Anything else is conditional love which is predicated on meeting specific conditions…

Are they educated? check.

Are they the right age? check.

Are they the right body weight? check.

Do they make enough money? check.

Do they have the right social standing? check.

Will they make me look good in public? check.

But what if they didn’t tick these boxes? What then? What if you loved them anyway? Now there’s a dilemma.

But here’s what you need to know…

Conditional love is superficial. Unconditional love is eternal.

Conditional love falls apart when the conditions cease to exist. Unconditional love is free to grow because it’s not predicated on a condition.

Conditional love is choked by it’s own expectations. Unconditional love doesn’t have expectations, but remains open and hopeful.

Conditional love is about “ticking all the boxes.” Unconditional love abandons all requirements.

Conditional love looks to have all its needs met.

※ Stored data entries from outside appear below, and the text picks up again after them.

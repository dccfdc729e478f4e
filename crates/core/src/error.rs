//! Domain error model.

use rust_decimal::Decimal;
use thiserror::Error;

/// Result type used across the domain layer.
pub type DomainResult<T> = Result<T, DomainError>;

/// Domain-level error.
///
/// Keep this focused on deterministic, business/domain failures (validation,
/// invariants, conflicts). Infrastructure concerns belong elsewhere.
///
/// Every expected business rejection is a `Result::Err` carrying one of these
/// variants; panics are reserved for programmer errors.
#[derive(Debug, Error, Clone, PartialEq, Eq)]
pub enum DomainError {
    /// A value failed validation (e.g. malformed input).
    #[error("validation failed: {0}")]
    Validation(String),

    /// A domain invariant was violated.
    #[error("invariant violated: {0}")]
    InvariantViolation(String),

    /// An identifier was invalid (e.g. parse failure).
    #[error("invalid identifier: {0}")]
    InvalidId(String),

    /// A requested resource was not found (domain-level).
    #[error("not found")]
    NotFound,

    /// A conflict occurred (e.g. stale version / optimistic concurrency).
    #[error("conflict: {0}")]
    Conflict(String),

    /// A status change not present in the document's transition table.
    #[error("invalid status transition: {from} -> {to}")]
    InvalidTransition {
        from: &'static str,
        to: &'static str,
    },

    /// A pipeline counter update would exceed its upstream cap (or regress).
    #[error("quantity conservation violated on {field}: proposed {proposed} exceeds cap {cap}")]
    QuantityConservation {
        field: &'static str,
        proposed: u32,
        cap: u32,
    },

    /// A payment or credit amount exceeds the invoice's balance due.
    #[error("insufficient balance: requested {requested}, available {available}")]
    InsufficientBalance {
        requested: Decimal,
        available: Decimal,
    },

    /// A credit note was issued from, or applied against, an illegal source.
    #[error("invalid credit note source: {0}")]
    InvalidCreditNoteSource(String),
}

impl DomainError {
    pub fn validation(msg: impl Into<String>) -> Self {
        Self::Validation(msg.into())
    }

    pub fn invariant(msg: impl Into<String>) -> Self {
        Self::InvariantViolation(msg.into())
    }

    pub fn invalid_id(msg: impl Into<String>) -> Self {
        Self::InvalidId(msg.into())
    }

    pub fn conflict(msg: impl Into<String>) -> Self {
        Self::Conflict(msg.into())
    }

    pub fn not_found() -> Self {
        Self::NotFound
    }

    pub fn credit_note_source(msg: impl Into<String>) -> Self {
        Self::InvalidCreditNoteSource(msg.into())
    }
}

Unconditional love looks to meet all needs.

Conditional love is selfish, self-centered and unilateral. Unconditional love is selfless and giving.

Conditional love is emotionally immature. Unconditional love is built on maturity and wisdom.

Conditional love is rigid and doesn’t like to take risks. Unconditional love is flexible and lives outside its comfort zone.

Conditional love suffocates under self-imposed rules. Unconditional love is freeing and knows no boundaries.

Conditional love is what you think you want. Unconditional love is what you never knew you wanted.

Unconditional love sneaks up on you — it shows up through a back door while you are at the front door waiting for something else.

Unconditional love is what was standing in front of you all along while you were busy ticking all your boxes and evaluating all your options.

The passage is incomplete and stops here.